Wer das Haus (die Kaʿbah) umschreitet, während er sich im Zustand der großen rituellen Unreinheit (Janabah) befindet, dessen Ṭawaf ist nach der Mehrheit der Gelehrten ungültig.
In Al-Mawsuʿah Al-Fiqhiyyah (16/52) heißt es unter dem Titel „Was aufgrund der großen Unreinheit verboten ist“: „Ebenfalls verboten ist der Ṭawaf, sei er verpflichtend oder freiwillig, denn er hat den Stellenwert des Gebets, aufgrund der Aussage des Propheten – Allahs Segen du Frieden auf ihm: ‚Der Ṭawaf um das Haus ist ein Gebet, außer dass Allah euch darin das Sprechen erlaubt hat.‘ Die korrekte Ansicht ist, dass diese Kette (dieser Aussage) mauquf auf Ibn ʿAbbas zurückgeht. Deshalb ist der Ṭawaf von jemandem, der sich im Zustand der großen rituellen Unreinheit befindet, nicht gültig.
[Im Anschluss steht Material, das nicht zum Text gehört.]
//! Reactive bindings between state and UI surfaces
//!
//! A surface declares the configuration keys (and optionally daemon
//! events) it depends on; the host renders it once at mount, then
//! re-renders on every matching notification. Unmounting disposes every
//! subscription the surface created, keyed by its owner identity, so a
//! surface can be mounted and unmounted repeatedly without leaking.

use std::cell::RefCell;
use std::rc::{Rc, Weak};

use crate::config::{ConfigKey, ConfigStore, OwnerId};
use crate::daemon::{DaemonEvent, RemoteControlBridge};

/// Shared state handed to every surface callback.
#[derive(Clone)]
pub struct AppContext {
    pub config: ConfigStore,
    pub daemon: RemoteControlBridge,
}

/// One UI surface driven by state changes.
pub trait ReactiveBinding: 'static {
    /// Configuration keys whose writes should re-render this surface.
    fn watched_keys(&self) -> &[ConfigKey];

    /// Whether daemon events should also reach this surface.
    fn watches_daemon(&self) -> bool {
        false
    }

    /// Recompute the surface from current state.
    fn render(&mut self, ctx: &AppContext);

    fn on_key_changed(&mut self, _key: ConfigKey, ctx: &AppContext) {
        self.render(ctx);
    }

    fn on_daemon_event(&mut self, _event: &DaemonEvent, ctx: &AppContext) {
        self.render(ctx);
    }

    /// Periodic hook for surfaces that poll in-flight work.
    fn tick(&mut self, _ctx: &AppContext) {}
}

/// Owns mounted surfaces and the subscriptions wired for them.
pub struct BindingHost {
    ctx: AppContext,
    next_owner: u64,
    mounted: Vec<(OwnerId, Rc<RefCell<dyn ReactiveBinding>>)>,
}

impl BindingHost {
    pub fn new(ctx: AppContext) -> Self {
        Self {
            ctx,
            next_owner: 1,
            mounted: Vec::new(),
        }
    }

    pub fn context(&self) -> &AppContext {
        &self.ctx
    }

    /// Hand out an owner identity for subscriptions made outside a surface.
    pub fn allocate_owner(&mut self) -> OwnerId {
        let owner = OwnerId::from_raw(self.next_owner);
        self.next_owner += 1;
        owner
    }

    /// Mount a surface: render once, then subscribe it to its watched keys
    /// and, if requested, to daemon events. Callbacks hold the surface
    /// weakly; a surface dropped without unmounting goes quiet instead of
    /// keeping itself alive through its own subscriptions.
    pub fn mount<S: ReactiveBinding>(&mut self, binding: Rc<RefCell<S>>) -> OwnerId {
        let binding: Rc<RefCell<dyn ReactiveBinding>> = binding;
        let owner = self.allocate_owner();

        binding.borrow_mut().render(&self.ctx);

        let keys: Vec<ConfigKey> = binding.borrow().watched_keys().to_vec();
        for key in keys {
            let weak: Weak<RefCell<dyn ReactiveBinding>> = Rc::downgrade(&binding);
            let ctx = self.ctx.clone();
            self.ctx.config.subscribe(
                owner,
                key,
                Rc::new(RefCell::new(move |changed: &ConfigKey| {
                    if let Some(surface) = weak.upgrade() {
                        surface.borrow_mut().on_key_changed(*changed, &ctx);
                    }
                })),
            );
        }

        if binding.borrow().watches_daemon() {
            let weak: Weak<RefCell<dyn ReactiveBinding>> = Rc::downgrade(&binding);
            let ctx = self.ctx.clone();
            self.ctx.daemon.subscribe(
                owner,
                Rc::new(RefCell::new(move |event: &DaemonEvent| {
                    if let Some(surface) = weak.upgrade() {
                        surface.borrow_mut().on_daemon_event(event, &ctx);
                    }
                })),
            );
        }

        self.mounted.push((owner, binding));
        owner
    }

    /// Unmount a surface and release everything it subscribed. Idempotent;
    /// unknown owners are ignored.
    pub fn unmount(&mut self, owner: OwnerId) {
        self.ctx.config.dispose_all(owner);
        self.ctx.daemon.dispose_all(owner);
        self.mounted.retain(|(o, _)| *o != owner);
    }

    /// Unmount every surface, in reverse mount order.
    pub fn unmount_all(&mut self) {
        let owners: Vec<OwnerId> = self.mounted.iter().rev().map(|(o, _)| *o).collect();
        for owner in owners {
            self.unmount(owner);
        }
    }

    /// Run the periodic hook of every mounted surface.
    pub fn tick_all(&mut self) {
        let surfaces: Vec<Rc<RefCell<dyn ReactiveBinding>>> =
            self.mounted.iter().map(|(_, s)| Rc::clone(s)).collect();
        for surface in surfaces {
            surface.borrow_mut().tick(&self.ctx);
        }
    }
}

#[cfg(test)]
mod tests {
    use super::*;
    use std::cell::Cell;
    use tempfile::TempDir;

    fn test_ctx(dir: &TempDir) -> AppContext {
        AppContext {
            config: ConfigStore::load(dir.path().join("settings.json")).unwrap(),
            daemon: RemoteControlBridge::new(),
        }
    }

    struct Probe {
        keys: Vec<ConfigKey>,
        daemon: bool,
        renders: Rc<Cell<u32>>,
        ticks: Rc<Cell<u32>>,
    }

    impl Probe {
        fn new(keys: Vec<ConfigKey>, daemon: bool) -> (Rc<RefCell<Self>>, Rc<Cell<u32>>) {
            let renders = Rc::new(Cell::new(0));
            let probe = Rc::new(RefCell::new(Self {
                keys,
                daemon,
                renders: Rc::clone(&renders),
                ticks: Rc::new(Cell::new(0)),
            }));
            (probe, renders)
        }
    }

    impl ReactiveBinding for Probe {
        fn watched_keys(&self) -> &[ConfigKey] {
            &self.keys
        }

        fn watches_daemon(&self) -> bool {
            self.daemon
        }

        fn render(&mut self, _ctx: &AppContext) {
            self.renders.set(self.renders.get() + 1);
        }

        fn tick(&mut self, _ctx: &AppContext) {
            self.ticks.set(self.ticks.get() + 1);
        }
    }

    #[test]
    fn test_mount_renders_once_immediately() {
        let dir = TempDir::new().unwrap();
        let mut host = BindingHost::new(test_ctx(&dir));
        let (probe, renders) = Probe::new(vec![ConfigKey::Random], false);

        host.mount(probe);
        assert_eq!(renders.get(), 1);
    }

    #[test]
    fn test_watched_key_write_rerenders() {
        let dir = TempDir::new().unwrap();
        let ctx = test_ctx(&dir);
        let mut host = BindingHost::new(ctx.clone());
        let (probe, renders) = Probe::new(vec![ConfigKey::Random], false);
        host.mount(probe);

        ctx.config.set_random(false);
        assert_eq!(renders.get(), 2);

        ctx.config.set_interval(60);
        assert_eq!(renders.get(), 2, "unwatched key does not re-render");
    }

    #[test]
    fn test_unmount_releases_subscriptions() {
        let dir = TempDir::new().unwrap();
        let ctx = test_ctx(&dir);
        let mut host = BindingHost::new(ctx.clone());
        let (probe, renders) = Probe::new(vec![ConfigKey::Random, ConfigKey::Interval], false);
        let owner = host.mount(probe);

        assert_eq!(ctx.config.active_subscriptions(owner), 2);
        host.unmount(owner);
        host.unmount(owner); // idempotent

        assert_eq!(ctx.config.active_subscriptions(owner), 0);
        ctx.config.set_random(false);
        assert_eq!(renders.get(), 1, "only the mount render happened");
    }

    #[test]
    fn test_remount_subscribes_afresh() {
        let dir = TempDir::new().unwrap();
        let ctx = test_ctx(&dir);
        let mut host = BindingHost::new(ctx.clone());
        let (probe, renders) = Probe::new(vec![ConfigKey::Random], false);

        let owner = host.mount(Rc::clone(&probe));
        host.unmount(owner);
        host.mount(probe);

        ctx.config.set_random(false);
        assert_eq!(renders.get(), 3, "mount, remount, one change");
    }

    #[test]
    fn test_dropped_surface_goes_quiet() {
        let dir = TempDir::new().unwrap();
        let ctx = test_ctx(&dir);
        let mut host = BindingHost::new(ctx.clone());
        let (probe, renders) = Probe::new(vec![ConfigKey::Random], false);

        host.mount(Rc::clone(&probe));
        host.mounted.clear();
        drop(probe);

        ctx.config.set_random(false);
        assert_eq!(renders.get(), 1, "weak callback does not fire after drop");
    }

    #[test]
    fn test_daemon_events_reach_watching_surfaces() {
        let dir = TempDir::new().unwrap();
        let ctx = test_ctx(&dir);
        let mut host = BindingHost::new(ctx.clone());
        let (watching, watching_renders) = Probe::new(vec![], true);
        let (ignoring, ignoring_renders) = Probe::new(vec![], false);
        host.mount(watching);
        host.mount(ignoring);

        let (command_tx, _command_rx) = ipc_channel::ipc::channel().unwrap();
        let (_event_tx, event_rx) = std::sync::mpsc::channel();
        ctx.daemon
            .attach(command_tx, event_rx, Default::default());

        assert_eq!(watching_renders.get(), 2, "attach fanout re-rendered");
        assert_eq!(ignoring_renders.get(), 1);
    }

    #[test]
    fn test_tick_all_reaches_every_surface() {
        let dir = TempDir::new().unwrap();
        let mut host = BindingHost::new(test_ctx(&dir));
        let (probe, _renders) = Probe::new(vec![], false);
        let ticks = Rc::clone(&probe.borrow().ticks);
        host.mount(probe);

        host.tick_all();
        host.tick_all();
        assert_eq!(ticks.get(), 2);
    }
}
Dies ist die Ansicht der Malikiten, Schafiʿiten und Hanbaliten. Was jedoch die Hanafiten betrifft, so ist der Ṭawaf des rituell Unreinen gültig, jedoch muss er ein Opfertier (eine Kamelstute) darbringen, denn die Reinheit ist beim Ṭawaf nach ihrer Ansicht keine Voraussetzung, sondern eine Pflicht. Und von Ibn ʿAbbas wurde überliefert, dass er sagte: ‚Ein Opfertier ist in der Hajj in zwei Fällen verpflichtend: wenn jemand den Ṭawaf im Zustand der großen rituellen Unreinheit verrichtet, und zweitens, wenn er nach dem Aufenthalt (bei ʿArafah) den Beischlaf vollzieht.‘“ Ende des Zitats.
Shaykh Muḥammad Ibn ʿUthaymin - möge Allah ihm barmherzig sein - wurde über jemanden gefragt, der den Ṭawaf Al-Ifadhah verrichtet hatte, während er sich im Zustand der großen rituellen Unreinheit befand. Er antwortete: „Er muss den Ṭawaf Al-Ifadhah wiederholen, denn er verrichtete den Ṭawaf, während er sich im Zustand der großen rituellen Unreinheit befand. Und der Ṭawaf ist von jemandem im Zustand der großen rituellen Unreinheit nicht gültig, da derjenige, der sich in diesem Zustand befindet, sich nicht im Gebetsraum aufhalten darf, wie Allah - erhaben ist Er - sagt: ‚… und auch nicht im Zustand der (großen rituellen) Unreinheit - es sei denn, ihr geht bloß vorbei ‘ (Surah An-Nisaʾ, Vers 43). Wenn er verheiratet ist, muss er daher seine Ehefrau meiden, bis er nach Mekkah zurückkehrt und den Ṭawaf Al-Ifadhah verrichtet.“ Ende des Zitats. Aus Majmuʿ Fatawa Ibn ʿUthaymin (22/363–364).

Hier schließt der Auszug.